背景：无脑核（NI）最初由 Streeter 于 1903 年描述，是人脑第四脑室底部的一个中线区域，其功能 "未知"。一个多世纪后，NI 的神经解剖学在低等脊椎动物中得到了描述，但在人类中却没有。因此，我们使用包括神经肽松弛素-3（RLN3）在内的标记物研究了人类 NI 的神经化学解剖，并开始探索与 NI 相关的 RLN3 神经支配在海马中的分布。方法：通过检测神经元标记物微管相关蛋白-2（MAP2）、谷氨酸脱氢酶（GAD）-65/67、促肾上腺皮质激素释放激素受体 1（CRHR1）和 RLN3 的免疫反应性（IR）来揭示 NI 的存在。荧光原位杂交法检测了 RLN3 和囊泡 GABA 转运体 1 (vGAT1) mRNA。免疫染色法检测磷酸化-tau，以探索与神经退行性疾病的潜在相关性。

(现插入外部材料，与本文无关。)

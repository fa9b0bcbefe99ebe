//! Modem decoder: converts audio samples back to bytes
//!
//! Pipeline: samples → symbol acquisition (band-pass → correlators →
//!           lock state machine) → constellation symbols → bytes
//!
//! A carrier monitor runs alongside: the filtered carrier band goes through
//! AGC into a Costas loop, which reports the carrier's actual frequency and
//! whether it is clean enough to lock to. Symbols do not depend on it, but a
//! recording whose carrier never locks is worth a warning.

use crate::domain::{Band, ModemConfig, ModemResult, Sample, Symbol};
use crate::dsp::agc::Agc;
use crate::dsp::CostasLoop;
use crate::modem::acquisition::{AcquisitionStats, SymbolAcquisition};
use crate::modem::constellation::symbols_to_bytes;

/// Lock metric above which the carrier counts as tracked
const CARRIER_LOCK_THRESHOLD: f64 = 0.5;

/// Everything learned from decoding a recording
#[derive(Debug, Clone, PartialEq)]
pub struct DecodeReport {
    pub symbols: Vec<Symbol>,
    pub bytes: Vec<u8>,
    /// Symbols whose phase fell between constellation points
    pub invalid_symbols: usize,
    /// Trailing symbols that did not complete a byte
    pub leftover_symbols: usize,
    /// Carrier frequency estimate from the Costas loop, Hz
    pub carrier_hz: f64,
    /// Best carrier lock metric seen
    pub carrier_lock: f64,
    pub stats: AcquisitionStats,
}

/// Samples in, symbols out
pub struct ModemDecoder {
    bits_per_symbol: u32,
    acquisition: SymbolAcquisition,
    agc: Agc,
    costas_loop: CostasLoop,
    best_lock: f64,
    symbols: Vec<Symbol>,
}

impl ModemDecoder {
    pub fn new(config: &ModemConfig) -> ModemResult<Self> {
        Ok(Self {
            bits_per_symbol: config.bits_per_symbol(),
            acquisition: SymbolAcquisition::new(config)?,
            agc: Agc::new(1.0, config.sample_rate as f64),
            costas_loop: CostasLoop::new(config.carrier_hz, config.sample_rate as f64),
            best_lock: 0.0,
            symbols: Vec::new(),
        })
    }

    /// Process a single sample. Returns `Some(symbol)` at each clock edge.
    pub fn process(&mut self, sample: Sample) -> Option<Symbol> {
        let symbol = self.acquisition.add(sample);

        let carrier = self.agc.process(self.acquisition.band_output(Band::Carrier));
        self.costas_loop.add(carrier);
        self.best_lock = self.best_lock.max(self.costas_loop.lock());

        if let Some(s) = symbol {
            self.symbols.push(s);
        }
        symbol
    }

    /// Estimated carrier frequency, Hz
    pub fn carrier_frequency(&self) -> f64 {
        self.costas_loop.freq()
    }

    /// Current carrier lock metric, 0..1
    pub fn carrier_lock(&self) -> f64 {
        self.costas_loop.lock()
    }

    /// Flush the last symbol and assemble the report
    pub fn finish(mut self) -> DecodeReport {
        if let Some(s) = self.acquisition.finish() {
            self.symbols.push(s);
        }

        let values: Vec<u32> = self.symbols.iter().map(|s| s.value).collect();
        let (bytes, leftover_symbols) = symbols_to_bytes(&values, self.bits_per_symbol);
        let invalid_symbols = self.symbols.iter().filter(|s| !s.valid).count();

        if invalid_symbols > 0 {
            log::warn!("{invalid_symbols} of {} symbols fell between constellation points", values.len());
        }
        if !self.symbols.is_empty() && self.best_lock < CARRIER_LOCK_THRESHOLD {
            log::warn!(
                "Carrier never locked (best {:.2}); symbols may be unreliable",
                self.best_lock
            );
        }
        log::info!(
            "Decoded {} symbols into {} bytes, carrier {:.1} Hz",
            values.len(),
            bytes.len(),
            self.costas_loop.freq()
        );

        DecodeReport {
            bytes,
            invalid_symbols,
            leftover_symbols,
            carrier_hz: self.costas_loop.freq(),
            carrier_lock: self.best_lock,
            stats: self.acquisition.stats(),
            symbols: self.symbols,
        }
    }

    /// Decode a complete recording
    pub fn decode(config: &ModemConfig, samples: &[Sample]) -> ModemResult<DecodeReport> {
        let mut decoder = Self::new(config)?;
        for &sample in samples {
            decoder.process(sample);
        }
        Ok(decoder.finish())
    }
}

最后，对人类海马的切片进行染色，以检测RLN3-IR和体生长抑素（SST）-IR：结果：在人类脑桥的背侧、前内侧区域，观察到含有RLN3-IR和MAP2-IR的神经元，以及RLN3/vGAT1 mRNA阳性神经元，其解剖模式与其他物种的NI一致。在这一区域还检测到了 GAD65/67- 和 CRHR1- 免疫阳性神经元。此外，RLN3- 和 AT8-IR 在一名 AD 受试者的 NI 神经元内共定位。最后，在海马CA1、CA2、CA3和DG区域的神经元中检测到了RLN3-IR，但没有RLN3 mRNA。在DG区，RLN3-和SST-IR共同定位在一小部分神经元中：结论：人类 NI 的解剖结构在物种间具有共通性，其中包括应激反应型 RLN3 表达神经元群和海马的 RLN3 神经支配。NI中磷酸化-tau的积累表明它可能与AD病理有关。对人类 NI 神经化学特性的进一步研究将加深我们对其在健康和疾病中的功能作用的了解。

本文章由计算机程序翻译，如有差异，请以英文原文为准。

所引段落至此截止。